The Painter of Light

I've included this in my blog because his work always speaks to my soul. It carries a message of hope, for even in his nights, there is always light.

Saturday, July 5, 2008

In the Beginning: Part 1

I'm a very good actress. In ancient Greece, the term for an actor was hypokrites, the root for our word hypocrite. Addicts are good at that. And as I said, I am a very good actress. For years, everyone thought I was very in charge of my life - they even thought I was happy. To be honest: I was such a good actress, I even fooled myself a lot of the time.


The problem was the part of the time I couldn't fool myself. During that time, I lived in a black hole of absolute despair that I kept carefully hidden from the rest of the world - along with my addiction. And the awful part was: I couldn't understand why I was so broken, why I was... well... crazy. All I knew was that during those times, I felt like a razor blade was dissecting my heart from the inside. But when you are an actress, you can't let anyone know. So I didn't.


My addiction and I entered what I called my Spockonian period. If I didn't feel emotion, then I couldn't hurt. In fact, the only time I felt any emotion was when I was deep in my addiction. And then I felt guilt and shame, but at least I felt something, I guess.

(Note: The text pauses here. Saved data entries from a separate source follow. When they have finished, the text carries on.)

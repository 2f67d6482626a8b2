//! Phase-labeled snapshots of the source document
//!
//! Every destructive run snapshots its source before touching it. A
//! snapshot is a directory under the backup root holding a full copy of the
//! file plus `operation.json` metadata. Snapshots are never deleted as a
//! side effect of creating new ones; `restore` puts the copy back and keeps
//! the snapshot, so a restored run can be replayed and the history stays
//! diffable. Pruning only happens when a human asks for it.

use anyhow::{Context, Result};
use chrono::{DateTime, Utc};
use serde::{Deserialize, Serialize};
use std::fs;
use std::path::{Path, PathBuf};
use uuid::Uuid;

const MAX_SNAPSHOT_PERCENT_OF_FREE: f64 = 60.0;

#[derive(Debug, Clone, Serialize, Deserialize)]
pub struct SnapshotMetadata {
    pub id: String,
    pub timestamp: DateTime<Utc>,
    /// The plan's phase label, e.g. "phase4".
    pub label: String,
    pub original_path: PathBuf,
    pub backup_path: PathBuf,
}

pub struct BackupManager {
    backups_dir: PathBuf,
}

impl BackupManager {
    pub fn new() -> Result<Self> {
        let home_dir =
            dirs::home_dir().ok_or_else(|| anyhow::anyhow!("Cannot determine home directory"))?;
        Self::with_directory(home_dir.join(".carvex").join("backups"))
    }

    pub fn with_directory(dir: impl Into<PathBuf>) -> Result<Self> {
        let backups_dir = dir.into();

        fs::create_dir_all(&backups_dir).with_context(|| {
            format!(
                "Failed to create backups directory: {}",
                backups_dir.display()
            )
        })?;

        Ok(Self { backups_dir })
    }

    pub fn backups_dir(&self) -> &Path {
        &self.backups_dir
    }

    /// Copy `source` into a new snapshot directory and write its metadata.
    /// Returns only after both are durably on disk; any failure here must
    /// abort the caller's run before it mutates anything.
    pub fn snapshot(&mut self, source: &Path, label: &str) -> Result<SnapshotMetadata> {
        let file_size = source
            .metadata()
            .with_context(|| format!("Failed to read file metadata: {}", source.display()))?
            .len();

        crate::disk_space::check_space_for_snapshot(
            &self.backups_dir,
            file_size,
            MAX_SNAPSHOT_PERCENT_OF_FREE,
        )?;

        let id = format!(
            "{}-{}-{}",
            Utc::now().format("%Y%m%d-%H%M%S%3f"),
            label,
            Uuid::new_v4().to_string().split_at(8).0
        );
        let snapshot_dir = self.backups_dir.join(&id);

        fs::create_dir_all(&snapshot_dir).with_context(|| {
            format!(
                "Failed to create snapshot directory: {}",
                snapshot_dir.display()
            )
        })?;

        let file_name = source
            .file_name()
            .ok_or_else(|| anyhow::anyhow!("Invalid file name: {}", source.display()))?;
        let backup_path = snapshot_dir.join(file_name);

        fs::copy(source, &backup_path)
            .with_context(|| format!("Failed to snapshot file: {}", source.display()))?;

        let metadata = SnapshotMetadata {
            id: id.clone(),
            timestamp: Utc::now(),
            label: label.to_string(),
            original_path: source.to_path_buf(),
            backup_path,
        };

        let metadata_path = snapshot_dir.join("operation.json");
        let metadata_json =
            serde_json::to_string_pretty(&metadata).context("Failed to serialize metadata")?;
        fs::write(&metadata_path, metadata_json)
            .with_context(|| format!("Failed to write metadata: {}", metadata_path.display()))?;

        Ok(metadata)
    }

    /// Copy the snapshot's file back over the original. The snapshot
    /// itself is kept; restoring is not consuming.
    pub fn restore(&self, id: &str) -> Result<PathBuf> {
        let metadata = self.find(id)?;

        if !metadata.backup_path.exists() {
            anyhow::bail!(
                "Snapshot file missing: {}",
                metadata.backup_path.display()
            );
        }

        fs::copy(&metadata.backup_path, &metadata.original_path).with_context(|| {
            format!(
                "Failed to restore file: {}",
                metadata.original_path.display()
            )
        })?;

        Ok(metadata.original_path)
    }

    pub fn find(&self, id: &str) -> Result<SnapshotMetadata> {
        let metadata_path = self.backups_dir.join(id).join("operation.json");

        if !metadata_path.exists() {
            anyhow::bail!("Snapshot not found: {}", id);
        }

        let metadata_json = fs::read_to_string(&metadata_path)
            .with_context(|| format!("Failed to read metadata: {}", metadata_path.display()))?;
        serde_json::from_str(&metadata_json).context("Failed to parse metadata")
    }

    pub fn latest_id(&self) -> Result<Option<String>> {
        Ok(self.list()?.last().map(|m| m.id.clone()))
    }

    /// All snapshots, oldest first.
    pub fn list(&self) -> Result<Vec<SnapshotMetadata>> {
        let mut snapshots = Vec::new();

        for entry in fs::read_dir(&self.backups_dir).with_context(|| {
            format!(
                "Failed to read backups directory: {}",
                self.backups_dir.display()
            )
        })? {
            let entry = entry?;
            let metadata_path = entry.path().join("operation.json");

            if !metadata_path.exists() {
                continue;
            }

            let metadata_json = fs::read_to_string(&metadata_path)?;
            if let Ok(metadata) = serde_json::from_str::<SnapshotMetadata>(&metadata_json) {
                snapshots.push(metadata);
            }
        }

        snapshots.sort_by(|a, b| a.timestamp.cmp(&b.timestamp).then_with(|| a.id.cmp(&b.id)));
        Ok(snapshots)
    }

    pub fn remove(&self, id: &str) -> Result<()> {
        let snapshot_dir = self.backups_dir.join(id);
        fs::remove_dir_all(&snapshot_dir)
            .with_context(|| format!("Failed to remove snapshot: {}", snapshot_dir.display()))?;
        Ok(())
    }

    /// Keep only the `keep_count` most recent snapshots.
    pub fn prune(&self, keep_count: usize) -> Result<usize> {
        let snapshots = self.list()?;

        if snapshots.len() <= keep_count {
            return Ok(0);
        }

        let to_remove = snapshots.len() - keep_count;
        for snapshot in snapshots.iter().take(to_remove) {
            self.remove(&snapshot.id)?;
        }

        Ok(to_remove)
    }

    /// Remove snapshots older than `days`.
    pub fn prune_older_than(&self, days: i64) -> Result<usize> {
        let cutoff = Utc::now() - chrono::Duration::days(days);
        let mut removed = 0;

        for snapshot in self.list()? {
            if snapshot.timestamp < cutoff {
                self.remove(&snapshot.id)?;
                removed += 1;
            }
        }

        Ok(removed)
    }
}

#[cfg(test)]
mod tests {
    use super::*;
    use std::fs::File;
    use std::io::Write;
    use tempfile::TempDir;

    fn create_test_file(dir: &Path, name: &str, content: &str) -> PathBuf {
        let file_path = dir.join(name);
        let mut file = File::create(&file_path).unwrap();
        file.write_all(content.as_bytes()).unwrap();
        file_path
    }

    fn create_test_manager() -> (BackupManager, TempDir) {
        let temp_dir = TempDir::new().unwrap();
        let manager = BackupManager::with_directory(temp_dir.path().join("backups")).unwrap();
        (manager, temp_dir)
    }

    #[test]
    fn test_snapshot_writes_copy_and_metadata() {
        let (mut manager, temp_dir) = create_test_manager();
        let source = create_test_file(temp_dir.path(), "App.tsx", "monolith content\n");

        let metadata = manager.snapshot(&source, "phase1").unwrap();

        let snapshot_dir = manager.backups_dir().join(&metadata.id);
        assert!(snapshot_dir.exists());
        assert!(snapshot_dir.join("operation.json").exists());
        assert_eq!(
            fs::read_to_string(&metadata.backup_path).unwrap(),
            "monolith content\n"
        );
        assert_eq!(metadata.label, "phase1");
        assert!(metadata.id.contains("phase1"));
    }

    #[test]
    fn test_snapshot_missing_source_fails() {
        let (mut manager, temp_dir) = create_test_manager();
        let missing = temp_dir.path().join("does_not_exist.txt");

        assert!(manager.snapshot(&missing, "phase1").is_err());
    }

    #[test]
    fn test_restore_puts_content_back_and_keeps_snapshot() {
        let (mut manager, temp_dir) = create_test_manager();
        let source = create_test_file(temp_dir.path(), "App.tsx", "original");

        let metadata = manager.snapshot(&source, "phase1").unwrap();
        fs::write(&source, "mutated").unwrap();

        let restored = manager.restore(&metadata.id).unwrap();

        assert_eq!(restored, source);
        assert_eq!(fs::read_to_string(&source).unwrap(), "original");
        // Restoring must not consume the snapshot.
        assert!(manager.backups_dir().join(&metadata.id).exists());
        assert!(manager.find(&metadata.id).is_ok());
    }

    #[test]
    fn test_restore_unknown_id_fails() {
        let (manager, _temp_dir) = create_test_manager();
        let err = manager.restore("no-such-snapshot").unwrap_err();
        assert!(err.to_string().contains("Snapshot not found"));
    }

    #[test]
    fn test_list_sorted_by_timestamp() {
        let (mut manager, temp_dir) = create_test_manager();
        let source = create_test_file(temp_dir.path(), "App.tsx", "content");

        let first = manager.snapshot(&source, "phase1").unwrap();
        std::thread::sleep(std::time::Duration::from_millis(10));
        let second = manager.snapshot(&source, "phase2").unwrap();

        let snapshots = manager.list().unwrap();
        assert_eq!(snapshots.len(), 2);
        assert_eq!(snapshots[0].id, first.id);
        assert_eq!(snapshots[1].id, second.id);
    }

    #[test]
    fn test_latest_id() {
        let (mut manager, temp_dir) = create_test_manager();
        assert!(manager.latest_id().unwrap().is_none());

        let source = create_test_file(temp_dir.path(), "App.tsx", "content");
        manager.snapshot(&source, "phase1").unwrap();
        std::thread::sleep(std::time::Duration::from_millis(10));
        let last = manager.snapshot(&source, "phase2").unwrap();

        assert_eq!(manager.latest_id().unwrap().unwrap(), last.id);
    }

    #[test]
    fn test_snapshots_are_not_auto_deleted() {
        let (mut manager, temp_dir) = create_test_manager();
        let source = create_test_file(temp_dir.path(), "App.tsx", "content");

        for i in 0..5 {
            manager.snapshot(&source, &format!("phase{i}")).unwrap();
            std::thread::sleep(std::time::Duration::from_millis(10));
        }

        assert_eq!(manager.list().unwrap().len(), 5);
    }

    #[test]
    fn test_prune_keeps_most_recent() {
        let (mut manager, temp_dir) = create_test_manager();
        let source = create_test_file(temp_dir.path(), "App.tsx", "content");

        let mut ids = Vec::new();
        for i in 0..4 {
            ids.push(manager.snapshot(&source, &format!("phase{i}")).unwrap().id);
            std::thread::sleep(std::time::Duration::from_millis(10));
        }

        let removed = manager.prune(2).unwrap();
        assert_eq!(removed, 2);

        let remaining = manager.list().unwrap();
        assert_eq!(remaining.len(), 2);
        assert_eq!(remaining[0].id, ids[2]);
        assert_eq!(remaining[1].id, ids[3]);
    }

    #[test]
    fn test_prune_noop_when_under_limit() {
        let (manager, _temp_dir) = create_test_manager();
        assert_eq!(manager.prune(10).unwrap(), 0);
    }

    #[test]
    fn test_prune_older_than() {
        let (mut manager, temp_dir) = create_test_manager();
        let source = create_test_file(temp_dir.path(), "App.tsx", "content");

        let metadata = manager.snapshot(&source, "phase1").unwrap();

        // Backdate the snapshot by editing its metadata.
        let metadata_path = manager
            .backups_dir()
            .join(&metadata.id)
            .join("operation.json");
        let mut aged: SnapshotMetadata =
            serde_json::from_str(&fs::read_to_string(&metadata_path).unwrap()).unwrap();
        aged.timestamp = Utc::now() - chrono::Duration::days(30);
        fs::write(&metadata_path, serde_json::to_string_pretty(&aged).unwrap()).unwrap();

        manager.snapshot(&source, "phase2").unwrap();

        let removed = manager.prune_older_than(7).unwrap();
        assert_eq!(removed, 1);
        assert_eq!(manager.list().unwrap().len(), 1);
    }

    #[test]
    fn test_list_ignores_directories_without_metadata() {
        let (manager, _temp_dir) = create_test_manager();

        let stray = manager.backups_dir().join("stray-dir");
        fs::create_dir_all(&stray).unwrap();
        fs::write(stray.join("file.txt"), "data").unwrap();

        assert!(manager.list().unwrap().is_empty());
    }
}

Usually, when we self-medicate, we are trying to kill the pain. I guess I was trying to kill an emotional pain I hadn't discovered yet. But with my addiction, I was trying to do just the opposite: I was trying to create pain. My addiction started at a ridiculously young age and as I grew older, I tried more creative ways to hurt myself - not harm myself - there is a difference. But my desire for pain absolutely convinced me that there was something very wrong deep inside. All I knew was that, after I had given in, I hated myself with a passion - the limit of the emotion I would allow myself.

Some people would say this was just a choice, but they would be wrong. There was an agony deep in my soul and something dark that I felt a need to punish. And the guilt I felt caused a continual grief that eventually drove me into depression so deep that I finally had to seek help.


Most frustrating was that I had tried over and over and over to stop the behavior and I had won the victory over and over only to have my monster rear its head a year or two later, leaving me bleeding my soul out from my own betrayal and my weakness.


Still, I had no clue as to why I was so broken, why I was so weak. And I certainly didn't consider myself an addict! Depressed yes, addicted no.


So I began a new part of my life.


I started therapy and, for the first time, gained some insight into my downward spiraling life. It was not something I wanted to face, not something that can ever be proved, nor anything now that has to be proved. But it helped me to understand why my life had become a living hell, even though most people around me still thought I was the happy person they saw.